Warning: Two different cleaned FASTA files from FCS-adaptor step

FCS-adaptor only removes sequences that are completely/mostly adaptor (assigned ACTION_EXCLUDE) and adaptors near contig ends (assigned ACTION_TRIM). FCS-adaptor does not remove small internal trims in large sequences. In this example, the FASTA file in workflow history - 7: NCBI FCS Adaptor on data 5: Cleaned Fasta is the same as the uncleaned input FASTA. FCS-GX clean is required to handle these internal spans. The FASTA file in workflow history - 9: NCBI FCS GX on data 6 and data 5: Cleaned Fasta has the contigs seq_1 through seq_16 split into two separate contigs at the ACTION_TRIM sites.
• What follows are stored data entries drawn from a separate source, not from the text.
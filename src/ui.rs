use ratatui::{
    layout::{Alignment, Constraint, Direction, Layout, Rect},
    style::{Color, Modifier, Style},
    text::{Line, Span},
    widgets::{Block, Borders, Paragraph, Wrap},
    Frame,
};

use crate::app::App;
use crate::format::format_gbp;
use crate::model::{CalculationResult, Field, Mode};

const ACCENT: Color = Color::Yellow;
const MUTED: Color = Color::DarkGray;
const ERROR: Color = Color::Red;

pub fn ui(f: &mut Frame, app: &App) {
    let columns = Layout::default()
        .direction(Direction::Horizontal)
        .constraints([Constraint::Percentage(50), Constraint::Percentage(50)].as_ref())
        .split(f.size());

    render_form(f, app, columns[0]);
    render_results(f, app.state.result.as_ref(), columns[1]);
}

fn render_form(f: &mut Frame, app: &App, area: Rect) {
    let chunks = Layout::default()
        .direction(Direction::Vertical)
        .margin(1)
        .constraints(
            [
                Constraint::Length(2),
                Constraint::Length(4),
                Constraint::Length(4),
                Constraint::Length(5),
                Constraint::Length(3),
                Constraint::Min(1),
            ]
            .as_ref(),
        )
        .split(area);

    let header = Layout::default()
        .direction(Direction::Horizontal)
        .constraints([Constraint::Min(0), Constraint::Length(20)].as_ref())
        .split(chunks[0]);
    let title = Paragraph::new("Mortgage Calculator")
        .style(Style::default().fg(Color::Cyan).add_modifier(Modifier::BOLD))
        .block(Block::default().borders(Borders::BOTTOM));
    f.render_widget(title, header[0]);
    let clear = Paragraph::new(Span::styled(
        "Clear All (Ctrl+L)",
        Style::default().fg(MUTED).add_modifier(Modifier::UNDERLINED),
    ))
    .alignment(Alignment::Right)
    .block(Block::default().borders(Borders::BOTTOM));
    f.render_widget(clear, header[1]);

    render_text_field(f, app, Field::Amount, chunks[1]);

    let term_rate = Layout::default()
        .direction(Direction::Horizontal)
        .constraints([Constraint::Percentage(50), Constraint::Percentage(50)].as_ref())
        .split(chunks[2]);
    render_text_field(f, app, Field::Term, term_rate[0]);
    render_text_field(f, app, Field::Rate, term_rate[1]);

    render_mode_field(f, app, chunks[3]);

    let button = Paragraph::new("Calculate Repayments (Enter)")
        .style(Style::default().fg(Color::Black).bg(ACCENT).add_modifier(Modifier::BOLD))
        .alignment(Alignment::Center)
        .block(Block::default().borders(Borders::ALL).border_style(Style::default().fg(ACCENT)));
    f.render_widget(button, chunks[4]);

    let help = Paragraph::new("Tab/↑/↓: move | ←/→/Space: mortgage type | Enter: calculate | Ctrl+L: clear | Esc: quit")
        .style(Style::default().fg(MUTED))
        .alignment(Alignment::Center)
        .wrap(Wrap { trim: true });
    f.render_widget(help, chunks[5]);
}

/// Unit shown beside the typed text: `(prefix, suffix)`.
fn adornment(field: Field) -> (&'static str, &'static str) {
    match field {
        Field::Amount => ("£ ", ""),
        Field::Term => ("", " years"),
        Field::Rate => ("", " %"),
        Field::Mode => ("", ""),
    }
}

fn border_style(app: &App, field: Field) -> Style {
    if app.state.errors.get(field).is_some() {
        Style::default().fg(ERROR)
    } else if app.focus == field {
        Style::default().fg(ACCENT)
    } else {
        Style::default()
    }
}

fn error_line(app: &App, field: Field) -> Paragraph<'static> {
    let message = app
        .state
        .errors
        .get(field)
        .map(|e| e.to_string())
        .unwrap_or_default();
    Paragraph::new(message).style(Style::default().fg(ERROR))
}

fn render_text_field(f: &mut Frame, app: &App, field: Field, area: Rect) {
    let rows = Layout::default()
        .direction(Direction::Vertical)
        .constraints([Constraint::Length(3), Constraint::Length(1)].as_ref())
        .split(area);

    let text = app.state.input.text(field).unwrap_or_default();
    let (prefix, suffix) = adornment(field);
    let adornment_style = if app.state.errors.get(field).is_some() {
        Style::default().fg(Color::White).bg(ERROR)
    } else {
        Style::default().fg(MUTED)
    };
    let value = if text.is_empty() {
        Span::styled("0", Style::default().fg(MUTED))
    } else {
        Span::raw(text.to_string())
    };
    let line = Line::from(vec![
        Span::styled(prefix, adornment_style),
        value,
        Span::styled(suffix, adornment_style),
    ]);

    let input = Paragraph::new(line).block(
        Block::default()
            .borders(Borders::ALL)
            .title(field.label())
            .border_style(border_style(app, field)),
    );
    f.render_widget(input, rows[0]);
    f.render_widget(error_line(app, field), rows[1]);

    if app.focus == field {
        let offset = prefix.chars().count() + text.chars().count();
        f.set_cursor(cursor_x(rows[0], offset), rows[0].y.saturating_add(1));
    }
}

/// Column of the text cursor inside a bordered input, pinned to the last
/// inner column when the text is wider than the box.
fn cursor_x(input: Rect, offset: usize) -> u16 {
    let offset = u16::try_from(offset).unwrap_or(u16::MAX);
    let max_x = input.x.saturating_add(input.width.saturating_sub(2));
    input.x.saturating_add(1).saturating_add(offset).min(max_x)
}

fn render_mode_field(f: &mut Frame, app: &App, area: Rect) {
    let rows = Layout::default()
        .direction(Direction::Vertical)
        .constraints([Constraint::Length(4), Constraint::Length(1)].as_ref())
        .split(area);

    let selected = app.state.input.mode;
    let options: Vec<Line> = [Mode::Repayment, Mode::InterestOnly]
        .into_iter()
        .map(|mode| {
            if selected == Some(mode) {
                Line::from(format!("(●) {}", mode.label()))
                    .style(Style::default().fg(ACCENT).add_modifier(Modifier::BOLD))
            } else {
                Line::from(format!("( ) {}", mode.label())).style(Style::default().fg(MUTED))
            }
        })
        .collect();

    let input = Paragraph::new(options).block(
        Block::default()
            .borders(Borders::ALL)
            .title(Field::Mode.label())
            .border_style(border_style(app, Field::Mode)),
    );
    f.render_widget(input, rows[0]);
    f.render_widget(error_line(app, Field::Mode), rows[1]);
}

fn render_results(f: &mut Frame, result: Option<&CalculationResult>, area: Rect) {
    let block = Block::default()
        .borders(Borders::ALL)
        .border_style(Style::default().fg(Color::Blue));

    let text = match result {
        Some(result) => vec![
            Line::from(Span::styled(
                "Your results",
                Style::default().fg(Color::White).add_modifier(Modifier::BOLD),
            )),
            Line::from(""),
            Line::from(Span::styled(
                "Your results are shown below based on the information you provided. \
                 To adjust the results, edit the form and press Enter to calculate \
                 repayments again.",
                Style::default().fg(MUTED),
            )),
            Line::from(""),
            Line::from(Span::styled("Your monthly repayments", Style::default().fg(MUTED))),
            Line::from(Span::styled(
                format_gbp(result.monthly_payment),
                Style::default().fg(ACCENT).add_modifier(Modifier::BOLD),
            )),
            Line::from(""),
            Line::from(Span::styled(
                "Total you'll repay over the term",
                Style::default().fg(MUTED),
            )),
            Line::from(Span::styled(
                format_gbp(result.total_repayment),
                Style::default().fg(Color::White).add_modifier(Modifier::BOLD),
            )),
        ],
        None => vec![
            Line::from(""),
            Line::from(Span::styled(
                "Results shown here",
                Style::default().fg(Color::White).add_modifier(Modifier::BOLD),
            )),
            Line::from(""),
            Line::from(Span::styled(
                "Complete the form and press Enter to calculate repayments \
                 and see what your monthly repayments would be.",
                Style::default().fg(MUTED),
            )),
        ],
    };

    let alignment = if result.is_some() {
        Alignment::Left
    } else {
        Alignment::Center
    };
    let panel = Paragraph::new(text)
        .block(block)
        .alignment(alignment)
        .wrap(Wrap { trim: true });
    f.render_widget(panel, area);
}
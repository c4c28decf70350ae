use std::path::PathBuf;

use clap::{Args, Parser, Subcommand};
use tracing_subscriber::EnvFilter;

use crate::error::ConfigError;
use crate::model::Mode;

// ─── CLI definition ──────────────────────────────────────────────────────────

/// Mortgage repayment calculator.
///
/// Runs an interactive terminal form by default; `calc` computes the same
/// figures from flags and prints them.
#[derive(Debug, Parser)]
#[command(name = "mortgage-calc", version)]
pub struct Cli {
    /// Log filter: a bare level ("info", "debug", ...) or a full
    /// `EnvFilter` directive. `RUST_LOG` takes precedence when set.
    #[arg(long, global = true, env = "MORTGAGE_CALC_LOG", default_value = "info")]
    pub log_level: String,

    /// Append log records to this file. Without it the interactive form
    /// discards logs so they cannot draw over the screen.
    #[arg(long, global = true, env = "MORTGAGE_CALC_LOG_FILE")]
    pub log_file: Option<PathBuf>,

    #[command(subcommand)]
    pub command: Option<Command>,
}

#[derive(Debug, Clone, PartialEq, Subcommand)]
pub enum Command {
    /// Open the interactive form (default).
    Tui,
    /// Calculate once from flags and print the result.
    Calc(CalcArgs),
}

/// Flags for the headless calculation. Omitted flags count as blank fields.
#[derive(Debug, Clone, PartialEq, Args)]
pub struct CalcArgs {
    /// Loan principal in pounds.
    #[arg(long, allow_hyphen_values = true)]
    pub amount: Option<String>,

    /// Term in years.
    #[arg(long, allow_hyphen_values = true)]
    pub term: Option<String>,

    /// Annual interest rate in percent.
    #[arg(long, allow_hyphen_values = true)]
    pub rate: Option<String>,

    #[arg(long, value_enum, default_value_t = Mode::Repayment)]
    pub mode: Mode,

    /// Print the raw figures as JSON instead of formatted text.
    #[arg(long)]
    pub json: bool,
}

// ─── resolved settings ───────────────────────────────────────────────────────

/// Settings resolved from the command line and environment.
#[derive(Debug, Clone)]
pub struct Config {
    pub log_filter: String,
    pub log_file: Option<PathBuf>,
    pub command: Command,
}

impl Config {
    /// Validates the CLI and fills in defaults.
    pub fn from_cli(cli: Cli) -> Result<Self, ConfigError> {
        let log_filter = cli.log_level.trim().to_ascii_lowercase();
        EnvFilter::try_new(&log_filter).map_err(|e| ConfigError::InvalidLogFilter {
            directive: cli.log_level.clone(),
            reason: e.to_string(),
        })?;

        Ok(Self {
            log_filter,
            log_file: cli.log_file,
            command: cli.command.unwrap_or(Command::Tui),
        })
    }

    pub fn is_interactive(&self) -> bool {
        matches!(self.command, Command::Tui)
    }
}

#[cfg(test)]
mod tests {
    use pretty_assertions::assert_eq;

    use super::*;

    fn config(args: &[&str]) -> Config {
        let cli = Cli::try_parse_from(args).unwrap();
        Config::from_cli(cli).unwrap()
    }

    #[test]
    fn defaults_to_interactive_form() {
        let config = config(&["mortgage-calc"]);

        assert_eq!(config.command, Command::Tui);
        assert!(config.is_interactive());
        assert_eq!(config.log_file, None);
    }

    #[test]
    fn parses_calc_flags() {
        let config = config(&[
            "mortgage-calc",
            "calc",
            "--amount",
            "200000",
            "--term",
            "25",
            "--rate",
            "5",
            "--mode",
            "interest-only",
            "--json",
        ]);

        assert_eq!(
            config.command,
            Command::Calc(CalcArgs {
                amount: Some("200000".into()),
                term: Some("25".into()),
                rate: Some("5".into()),
                mode: Mode::InterestOnly,
                json: true,
            })
        );
        assert!(!config.is_interactive());
    }

    #[test]
    fn calc_mode_defaults_to_repayment() {
        let config = config(&["mortgage-calc", "calc", "--amount", "1"]);

        let Command::Calc(args) = config.command else {
            panic!("expected calc command");
        };
        assert_eq!(args.mode, Mode::Repayment);
        assert_eq!(args.term, None);
    }

    #[test]
    fn log_level_is_normalised() {
        let config = config(&["mortgage-calc", "--log-level", " DEBUG "]);

        assert_eq!(config.log_filter, "debug");
    }

    #[test]
    fn rejects_bad_log_filter() {
        let cli =
            Cli::try_parse_from(["mortgage-calc", "--log-level", "mortgage_calc=loud"]).unwrap();

        let err = Config::from_cli(cli).unwrap_err();

        assert!(err.to_string().starts_with("invalid log filter"));
    }
}
use std::{fs::File, io, path::Path, sync::Mutex};

use anyhow::{Context, Result};
use tracing::debug;
use tracing_subscriber::{fmt::writer::BoxMakeWriter, EnvFilter};

use crate::config::Config;

/// Picks where log records go.
///
/// * A configured log file always wins.
/// * The interactive form owns the terminal, so without a file records are
///   dropped.
/// * Headless runs log to stderr, leaving stdout for the result.
fn make_writer(log_file: Option<&Path>, interactive: bool) -> Result<BoxMakeWriter> {
    if let Some(path) = log_file {
        let file = File::options()
            .create(true)
            .append(true)
            .open(path)
            .with_context(|| format!("cannot open log file '{}'", path.display()))?;
        return Ok(BoxMakeWriter::new(Mutex::new(file)));
    }
    if interactive {
        Ok(BoxMakeWriter::new(io::sink))
    } else {
        Ok(BoxMakeWriter::new(io::stderr))
    }
}

/// Initialise the tracing subscriber.
///
/// * Honours `RUST_LOG` when set, otherwise uses the configured filter.
/// * Strips timestamps and target names unless writing to a file.
pub fn init(config: &Config) -> Result<()> {
    let filter = EnvFilter::try_from_default_env()
        .or_else(|_| EnvFilter::try_new(&config.log_filter))
        .context("invalid log filter")?;
    let writer = make_writer(config.log_file.as_deref(), config.is_interactive())?;

    let builder = tracing_subscriber::fmt()
        .with_env_filter(filter)
        .with_writer(writer);

    let installed = if config.log_file.is_some() {
        builder.with_ansi(false).try_init()
    } else {
        builder.without_time().with_target(false).try_init()
    };
    // A subscriber may already be installed (tests, embedding); keep it.
    if let Err(error) = installed {
        debug!(%error, "keeping the existing tracing subscriber");
    }

    Ok(())
}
If you want to hardmask these regions instead, you must download the tabular adaptor report, convert ACTION_TRIM values to FIX, and run the FCS-GX clean tool separately.

Conclusion

In this example, we removed 200 contaminant sequences from non-target organisms using FCS-GX and removed 16 internal adaptor sequences using FCS-adaptor, producing a cleaned yeast genome. Following contamination detection, we can perform separate validation checks to support the removal of these sequences from our assembly. One example is to perform BLAST searches or NUCmer alignments against reference genomes of the same or closely related species.